La première scène représenterait une petite colline de rebuts technologiques et d'objets abandonnés là par un enfant, lequel serait assis au sommet, la tête tournée vers les étoiles. Je jouais un moment avec l'idée d'y mettre plutôt un couple d'enfants, garçon et fille, ou une fillette, ou une jeune femme seule. Un personnage féminin avait des avantages commerciaux indéniables? Mais après tout il s'agissait de l'histoire d'un garçon, et ce fut un garçon qui alla siffler là-haut sur la colline.

Le second concept était lié au précédent. Il montrait un astronaute regardant la Terre par le hublot de la station spatiale. La station aurait été d'un style ancien avec des panneaux de bois vernis et instruments de cuivre, comme les machines volantes que l'on peut voir chez Jules Verne, Albert Robida, ou dans le Château dans le ciel de Hayao Miyazaki. Cette idée, malheureusement, n'a pas pu être réalisée faute de temps.

Premières esquisses

Il nous fallut d'abord établir une liste des accessoires nécessaires à la construction de la "colline" de déchets et nous arrivâmes à 40 objets différents environ. Certains existaient déjà tandis que d'autres devaient être créés pour l'occasion. Cette liste nous permettait désormais de travailler séparément : Jaime passerait son temps à développer des modèles très détaillés (on ne triche pas avec une image en 6000 x 8000 pixels !) tandis que je travaillerais sur le concept.

Pour faire une première "colline", je puisai dans mes 10 ans d'archives POV-Ray pour trouver des modèles qui seraient soit des accessoires définitifs, soit des objets temporaires destinés à être remplacés par ceux de Jaime ou par les miens. La Collection d'objets POV de Micha Riser nous fournit quelques objets d'importance moindre. La macro Galaxy de Chris Colefax nous donna un beau ciel de fond. Pour le gamin, j'avais déjà en stock le Millenium Kid de DAZ, avec ses cheveux et ses vêtements.

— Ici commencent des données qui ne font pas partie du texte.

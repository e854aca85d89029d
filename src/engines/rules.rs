//! Rule types for deciding whether a page belongs to an engine and what the user searched for
//!
//! Every rule is a closed enum. Custom functions are plain `fn` pointers carrying a
//! stable name, so a configuration blob can refer to them and be written back out
//! unchanged.

use super::builtin;
use regex::Regex;
use serde::de::{self, Error as _, MapAccess, SeqAccess, Visitor};
use serde::{Deserialize, Deserializer, Serialize, Serializer};
use std::fmt;
use url::Url;

/// Decoded query-string parameters of a page URL, in document order
#[derive(Debug, Clone, Default, PartialEq, Eq)]
pub struct QueryParams {
    pairs: Vec<(String, String)>,
}

impl QueryParams {
    /// Snapshot the query string of `url`
    pub fn from_url(url: &Url) -> Self {
        Self {
            pairs: url
                .query_pairs()
                .map(|(k, v)| (k.into_owned(), v.into_owned()))
                .collect(),
        }
    }

    /// First value for `name`, like `URLSearchParams.get`
    pub fn get(&self, name: &str) -> Option<&str> {
        self.pairs
            .iter()
            .find(|(key, _)| key == name)
            .map(|(_, value)| value.as_str())
    }

    /// First value for `name`, ignoring empty values
    pub fn non_empty(&self, name: &str) -> Option<&str> {
        self.get(name).filter(|value| !value.is_empty())
    }

    pub fn contains(&self, name: &str) -> bool {
        self.pairs.iter().any(|(key, _)| key == name)
    }

    pub fn len(&self) -> usize {
        self.pairs.len()
    }

    pub fn is_empty(&self) -> bool {
        self.pairs.is_empty()
    }

    pub fn iter(&self) -> impl Iterator<Item = (&str, &str)> {
        self.pairs.iter().map(|(k, v)| (k.as_str(), v.as_str()))
    }
}

impl<K: Into<String>, V: Into<String>> FromIterator<(K, V)> for QueryParams {
    fn from_iter<I: IntoIterator<Item = (K, V)>>(iter: I) -> Self {
        Self {
            pairs: iter.into_iter().map(|(k, v)| (k.into(), v.into())).collect(),
        }
    }
}

/// Compiled regular expression that serializes as its source text
#[derive(Clone)]
pub struct Pattern(Regex);

impl Pattern {
    pub fn new(source: &str) -> Result<Self, regex::Error> {
        Regex::new(source).map(Self)
    }

    pub fn as_str(&self) -> &str {
        self.0.as_str()
    }

    pub fn is_match(&self, haystack: &str) -> bool {
        self.0.is_match(haystack)
    }

    /// First capture group when the pattern declares one, otherwise the whole match
    pub fn extract<'h>(&self, haystack: &'h str) -> Option<&'h str> {
        let caps = self.0.captures(haystack)?;
        let group = if self.0.captures_len() > 1 { 1 } else { 0 };
        caps.get(group).map(|m| m.as_str())
    }
}

impl fmt::Debug for Pattern {
    fn fmt(&self, f: &mut fmt::Formatter<'_>) -> fmt::Result {
        f.debug_tuple("Pattern").field(&self.as_str()).finish()
    }
}

impl PartialEq for Pattern {
    fn eq(&self, other: &Self) -> bool {
        self.as_str() == other.as_str()
    }
}

impl Serialize for Pattern {
    fn serialize<S: Serializer>(&self, serializer: S) -> Result<S::Ok, S::Error> {
        serializer.serialize_str(self.as_str())
    }
}

impl<'de> Deserialize<'de> for Pattern {
    fn deserialize<D: Deserializer<'de>>(deserializer: D) -> Result<Self, D::Error> {
        let source = String::deserialize(deserializer)?;
        Pattern::new(&source).map_err(D::Error::custom)
    }
}

/// Signature of a custom match predicate
pub type PredicateFn = fn(&Url, &QueryParams) -> anyhow::Result<bool>;

/// Signature of a custom query extractor
pub type ExtractorFn = fn(&Url, &QueryParams) -> anyhow::Result<Option<String>>;

/// Signature of a custom link formatter: `(url template, encoded query) -> destination`
pub type FormatterFn = fn(&str, &str) -> String;

macro_rules! named_fn {
    ($(#[$meta:meta])* $name:ident, $fn_ty:ty, $lookup:path, $kind:literal) => {
        $(#[$meta])*
        #[derive(Clone, Copy)]
        pub struct $name {
            name: &'static str,
            func: $fn_ty,
        }

        impl $name {
            pub const fn new(name: &'static str, func: $fn_ty) -> Self {
                Self { name, func }
            }

            pub fn name(&self) -> &'static str {
                self.name
            }

            /// Resolve a built-in by name
            pub fn builtin(name: &str) -> Option<Self> {
                $lookup(name)
            }
        }

        impl fmt::Debug for $name {
            fn fmt(&self, f: &mut fmt::Formatter<'_>) -> fmt::Result {
                f.debug_tuple(stringify!($name)).field(&self.name).finish()
            }
        }

        impl PartialEq for $name {
            fn eq(&self, other: &Self) -> bool {
                self.name == other.name
            }
        }

        impl Serialize for $name {
            fn serialize<S: Serializer>(&self, serializer: S) -> Result<S::Ok, S::Error> {
                serializer.serialize_str(self.name)
            }
        }

        impl<'de> Deserialize<'de> for $name {
            fn deserialize<D: Deserializer<'de>>(deserializer: D) -> Result<Self, D::Error> {
                let name = String::deserialize(deserializer)?;
                $lookup(&name)
                    .ok_or_else(|| D::Error::custom(format!("unknown {} \"{}\"", $kind, name)))
            }
        }
    };
}

named_fn!(
    /// Named custom match predicate
    Predicate,
    PredicateFn,
    builtin::predicate,
    "predicate"
);

named_fn!(
    /// Named custom query extractor
    Extractor,
    ExtractorFn,
    builtin::extractor,
    "extractor"
);

named_fn!(
    /// Named custom link formatter
    Formatter,
    FormatterFn,
    builtin::formatter,
    "formatter"
);

impl Predicate {
    pub fn call(&self, url: &Url, params: &QueryParams) -> anyhow::Result<bool> {
        (self.func)(url, params)
    }
}

impl Extractor {
    pub fn call(&self, url: &Url, params: &QueryParams) -> anyhow::Result<Option<String>> {
        (self.func)(url, params)
    }
}

impl Formatter {
    pub fn call(&self, template: &str, encoded_query: &str) -> String {
        (self.func)(template, encoded_query)
    }
}

/// Decides whether a page URL belongs to an engine
#[derive(Debug, Clone, PartialEq, Serialize, Deserialize)]
#[serde(rename_all = "lowercase")]
pub enum MatchRule {
    /// Full URL contains the substring
    Contains(String),
    /// Pattern matches somewhere in the full URL
    Regex(Pattern),
    /// Custom predicate over the URL and its parameters
    Predicate(Predicate),
}

/// Pulls the user's search text out of a page URL
///
/// JSON forms: `"q"`, `["k", "field-keywords"]`, `{"regex": "..."}`, `{"extractor": "..."}`.
#[derive(Debug, Clone, PartialEq, Serialize)]
#[serde(into = "QueryRuleRepr")]
pub enum QueryRule {
    /// Value of a single parameter
    Param(String),
    /// First non-empty value among several parameters
    Params(Vec<String>),
    /// Pattern applied to the full URL
    Regex(Pattern),
    /// Custom extractor over the URL and its parameters
    Extractor(Extractor),
}

const QUERY_RULE_KEYS: &[&str] = &["regex", "extractor"];

#[derive(Serialize)]
#[serde(untagged)]
enum QueryRuleRepr {
    Param(String),
    Params(Vec<String>),
    Tagged(TaggedQueryRule),
}

#[derive(Serialize)]
#[serde(rename_all = "lowercase")]
enum TaggedQueryRule {
    Regex(Pattern),
    Extractor(Extractor),
}

impl From<QueryRule> for QueryRuleRepr {
    fn from(rule: QueryRule) -> Self {
        match rule {
            QueryRule::Param(name) => Self::Param(name),
            QueryRule::Params(names) => Self::Params(names),
            QueryRule::Regex(pattern) => Self::Tagged(TaggedQueryRule::Regex(pattern)),
            QueryRule::Extractor(f) => Self::Tagged(TaggedQueryRule::Extractor(f)),
        }
    }
}

impl<'de> Deserialize<'de> for QueryRule {
    fn deserialize<D: Deserializer<'de>>(deserializer: D) -> Result<Self, D::Error> {
        deserializer.deserialize_any(QueryRuleVisitor)
    }
}

struct QueryRuleVisitor;

impl<'de> Visitor<'de> for QueryRuleVisitor {
    type Value = QueryRule;

    fn expecting(&self, f: &mut fmt::Formatter<'_>) -> fmt::Result {
        f.write_str("a parameter name, a list of parameter names, or a regex/extractor object")
    }

    fn visit_str<E: de::Error>(self, name: &str) -> Result<Self::Value, E> {
        Ok(QueryRule::Param(name.to_string()))
    }

    fn visit_seq<A: SeqAccess<'de>>(self, mut seq: A) -> Result<Self::Value, A::Error> {
        let mut names = Vec::with_capacity(seq.size_hint().unwrap_or(0));
        while let Some(name) = seq.next_element::<String>()? {
            names.push(name);
        }
        Ok(QueryRule::Params(names))
    }

    fn visit_map<A: MapAccess<'de>>(self, mut map: A) -> Result<Self::Value, A::Error> {
        let key = single_key(&mut map, &self)?;
        let rule = match key.as_str() {
            "regex" => QueryRule::Regex(map.next_value()?),
            "extractor" => QueryRule::Extractor(map.next_value()?),
            other => return Err(A::Error::unknown_field(other, QUERY_RULE_KEYS)),
        };
        no_more_keys(&mut map, &key)?;
        Ok(rule)
    }
}
//! Engine descriptor: everything the bar knows about one search engine

use super::rules::{FormatRule, MatchRule, QueryRule};
use crate::error::ConfigError;
use crate::util::HexColor;
use crate::PLACEHOLDER;
use serde::{Deserialize, Serialize};
use url::Url;

fn default_weight() -> f64 {
    1.0
}

fn is_false(value: &bool) -> bool {
    !*value
}

/// One configured search engine
#[derive(Debug, Clone, PartialEq, Serialize, Deserialize)]
pub struct EngineDescriptor {
    /// Display name
    pub title: String,
    /// Search URL with `%s` where the encoded query goes
    pub url: String,
    /// How to recognise this engine's result pages; defaults to the host of `url`
    #[serde(default, skip_serializing_if = "Option::is_none")]
    pub matches: Option<MatchRule>,
    /// How to pull the query out of a result page; defaults to `q`, then `query`
    #[serde(default, skip_serializing_if = "Option::is_none")]
    pub query: Option<QueryRule>,
    /// Overrides how the destination URL is built from `url`
    #[serde(default, skip_serializing_if = "Option::is_none")]
    pub format: Option<FormatRule>,
    /// Brand color for the icon
    pub color: HexColor,
    /// Only accept queries scoped with `site:<site>`
    #[serde(default, skip_serializing_if = "Option::is_none")]
    pub site: Option<String>,
    /// Identifier whose first letter is the keyboard shortcut
    #[serde(default, skip_serializing_if = "Option::is_none")]
    pub slug: Option<String>,
    /// SVG icon markup
    #[serde(default, skip_serializing_if = "Option::is_none")]
    pub svg: Option<String>,
    #[serde(default, skip_serializing_if = "is_false")]
    pub disabled: bool,
    /// Display order, highest first
    #[serde(default = "default_weight", alias = "priority")]
    pub weight: f64,
    /// Fields replaced on touch devices
    #[serde(default, skip_serializing_if = "Option::is_none")]
    pub mobile: Option<MobileOverrides>,
}

/// Partial descriptor merged over the base on touch devices
#[derive(Debug, Clone, Default, PartialEq, Serialize, Deserialize)]
#[serde(default)]
pub struct MobileOverrides {
    #[serde(skip_serializing_if = "Option::is_none")]
    pub title: Option<String>,
    #[serde(skip_serializing_if = "Option::is_none")]
    pub url: Option<String>,
    #[serde(skip_serializing_if = "Option::is_none")]
    pub matches: Option<MatchRule>,
    #[serde(skip_serializing_if = "Option::is_none")]
    pub query: Option<QueryRule>,
    #[serde(skip_serializing_if = "Option::is_none")]
    pub format: Option<FormatRule>,
    #[serde(skip_serializing_if = "Option::is_none")]
    pub color: Option<HexColor>,
    #[serde(skip_serializing_if = "Option::is_none")]
    pub site: Option<String>,
    #[serde(skip_serializing_if = "Option::is_none")]
    pub slug: Option<String>,
    #[serde(skip_serializing_if = "Option::is_none")]
    pub svg: Option<String>,
    #[serde(skip_serializing_if = "Option::is_none")]
    pub disabled: Option<bool>,
    #[serde(skip_serializing_if = "Option::is_none")]
    pub weight: Option<f64>,
}

impl MobileOverrides {
    pub fn url(url: impl Into<String>) -> Self {
        Self {
            url: Some(url.into()),
            ..Default::default()
        }
    }
}

impl EngineDescriptor {
    pub fn new(title: impl Into<String>, url: impl Into<String>, color: HexColor) -> Self {
        Self {
            title: title.into(),
            url: url.into(),
            matches: None,
            query: None,
            format: None,
            color,
            site: None,
            slug: None,
            svg: None,
            disabled: false,
            weight: default_weight(),
            mobile: None,
        }
    }

    pub fn with_matches(mut self, rule: MatchRule) -> Self {
        self.matches = Some(rule);
        self
    }

    pub fn with_query(mut self, rule: QueryRule) -> Self {
        self.query = Some(rule);
        self
    }

    pub fn with_format(mut self, rule: FormatRule) -> Self {
        self.format = Some(rule);
        self
    }

    pub fn with_site(mut self, site: impl Into<String>) -> Self {
        self.site = Some(site.into());
        self
    }

    pub fn with_slug(mut self, slug: impl Into<String>) -> Self {
        self.slug = Some(slug.into());
        self
    }

    pub fn with_svg(mut self, svg: impl Into<String>) -> Self {
        self.svg = Some(svg.into());
        self
    }

    pub fn with_weight(mut self, weight: f64) -> Self {
        self.weight = weight;
        self
    }

    pub fn with_mobile(mut self, overrides: MobileOverrides) -> Self {
        self.mobile = Some(overrides);
        self
    }

    pub fn disabled(mut self) -> Self {
        self.disabled = true;
        self
    }

    /// Lowercase first character of the slug, or of the title without one
    pub fn shortcut(&self) -> Option<char> {
        let source = self
            .slug
            .as_deref()
            .filter(|slug| !slug.is_empty())
            .unwrap_or(&self.title);
        source.chars().next().and_then(|c| c.to_lowercase().next())
    }

    /// Host of the URL template, used when no match rule is configured
    pub fn template_host(&self) -> Option<String> {
        Url::parse(&self.url.replace(PLACEHOLDER, "q"))
            .ok()
            .and_then(|url| url.host_str().map(str::to_string))
    }

    /// Descriptor as seen by a touch device: mobile overrides shallow-merged over the base
    pub fn for_touch(&self) -> Self {
        let mut merged = self.clone();
        let Some(overrides) = merged.mobile.take() else {
            return merged;
        };

        if let Some(title) = overrides.title {
            merged.title = title;
        }
        if let Some(url) = overrides.url {
            merged.url = url;
        }
        if let Some(rule) = overrides.matches {
            merged.matches = Some(rule);
        }
        if let Some(rule) = overrides.query {
            merged.query = Some(rule);
        }
        if let Some(rule) = overrides.format {
            merged.format = Some(rule);
        }
        if let Some(color) = overrides.color {
            merged.color = color;
        }
        if let Some(site) = overrides.site {
            merged.site = Some(site);
        }
        if let Some(slug) = overrides.slug {
            merged.slug = Some(slug);
        }
        if let Some(svg) = overrides.svg {
            merged.svg = Some(svg);
        }
        if let Some(disabled) = overrides.disabled {
            merged.disabled = disabled;
        }
        if let Some(weight) = overrides.weight {
            merged.weight = weight;
        }
        merged
    }

    /// Check that the descriptor can be matched and formatted
    pub fn validate(&self) -> Result<(), ConfigError> {
        if self.title.trim().is_empty() {
            return Err(ConfigError::invalid(&self.url, "title must not be empty"));
        }
        let name = self.title.as_str();

        if Url::parse(&self.url.replace(PLACEHOLDER, "q")).is_err() {
            return Err(ConfigError::invalid(name, "url is not an absolute URL"));
        }

        match &self.format {
            Some(FormatRule::Formatter(_)) => {}
            Some(FormatRule::Template(template)) => {
                if !template.contains(PLACEHOLDER) {
                    return Err(ConfigError::invalid(
                        name,
                        format!("format template has no {} placeholder", PLACEHOLDER),
                    ));
                }
            }
            None => {
                if !self.url.contains(PLACEHOLDER) {
                    return Err(ConfigError::invalid(
                        name,
                        format!("url template has no {} placeholder", PLACEHOLDER),
                    ));
                }
            }
        }

        if matches!(&self.site, Some(site) if site.trim().is_empty()) {
            return Err(ConfigError::invalid(name, "site filter must not be empty"));
        }

        if !self.weight.is_finite() {
            return Err(ConfigError::invalid(name, "weight must be a finite number"));
        }

        if self.mobile.is_some() {
            self.for_touch().validate()?;
        }

        Ok(())
    }
}
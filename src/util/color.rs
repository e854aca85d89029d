//! Engine brand colors

use serde::de::Error as _;
use serde::{Deserialize, Deserializer, Serialize, Serializer};
use std::fmt;
use std::str::FromStr;

/// Icon color used instead of the brand color when a dark brand color would vanish on a dark page
pub const INVERTED_ICON_COLOR: &str = "#fcfcfa";

/// RGB color written as six hex digits, with or without a leading `#`
#[derive(Debug, Clone, Copy, PartialEq, Eq, Hash)]
pub struct HexColor {
    r: u8,
    g: u8,
    b: u8,
}

impl HexColor {
    pub const fn rgb(r: u8, g: u8, b: u8) -> Self {
        Self { r, g, b }
    }

    /// Perceived lightness in `[0, 1]` using `0.299r + 0.587g + 0.114b`
    pub fn lightness(&self) -> f64 {
        (0.299 * f64::from(self.r) + 0.587 * f64::from(self.g) + 0.114 * f64::from(self.b)) / 255.0
    }

    /// Color to paint the engine icon with
    pub fn icon_color(&self, dark_mode: bool, threshold: f64) -> String {
        if dark_mode && self.lightness() < threshold {
            INVERTED_ICON_COLOR.to_string()
        } else {
            self.to_string()
        }
    }
}

/// Error returned for strings that are not six hex digits
#[derive(Debug, Clone, PartialEq, Eq, thiserror::Error)]
#[error("invalid hex color \"{0}\": expected six hex digits")]
pub struct ParseColorError(String);

impl FromStr for HexColor {
    type Err = ParseColorError;

    fn from_str(s: &str) -> Result<Self, Self::Err> {
        let digits = s.strip_prefix('#').unwrap_or(s);
        if digits.len() != 6 || !digits.chars().all(|c| c.is_ascii_hexdigit()) {
            return Err(ParseColorError(s.to_string()));
        }
        let channel = |i: usize| {
            u8::from_str_radix(&digits[i..i + 2], 16).map_err(|_| ParseColorError(s.to_string()))
        };
        Ok(Self::rgb(channel(0)?, channel(2)?, channel(4)?))
    }
}

impl fmt::Display for HexColor {
    fn fmt(&self, f: &mut fmt::Formatter<'_>) -> fmt::Result {
        write!(f, "#{:02X}{:02X}{:02X}", self.r, self.g, self.b)
    }
}

impl Serialize for HexColor {
    fn serialize<S: Serializer>(&self, serializer: S) -> Result<S::Ok, S::Error> {
        serializer.collect_str(self)
    }
}

impl<'de> Deserialize<'de> for HexColor {
    fn deserialize<D: Deserializer<'de>>(deserializer: D) -> Result<Self, D::Error> {
        let raw = String::deserialize(deserializer)?;
        raw.parse().map_err(D::Error::custom)
    }
}
//! Metasearch-RS: a cross-engine navigation bar for search result pages
//!
//! Given the URL of a results page, detects which configured engine produced it,
//! extracts the user's query and builds links that rerun the same query on every
//! other configured engine.

pub mod bar;
pub mod config;
pub mod engines;
pub mod error;
pub mod userscript;
pub mod util;
pub mod web;

pub use bar::{resolve, BarLink, Device, Resolution};
pub use config::{ConfigData, ConfigManager, Settings};
pub use engines::{EngineDescriptor, EngineRegistry, QueryParams};
pub use error::{ConfigError, StoreError};

/// Application version
pub const VERSION: &str = env!("CARGO_PKG_VERSION");

/// Token in URL templates replaced by the encoded query
pub const PLACEHOLDER: &str = "%s";

/// Default minimum interval between throttled handler invocations in milliseconds
pub const DEFAULT_THROTTLE_MS: u64 = 100;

Ainsi équipé, je disposai les accessoires selon une spirale conique, et je plaçai le môme dessus, comme le marié sur le gâteau de mariage. Quand on travaille sur des images de taille poster, on passe beaucoup de temps à jongler avec les échelles, car il faut que les détails soient aussi réussis que l'image globale. Ci-dessous, la version #3 de l'image, et un gros plan de l'enfant pris dans une autre version.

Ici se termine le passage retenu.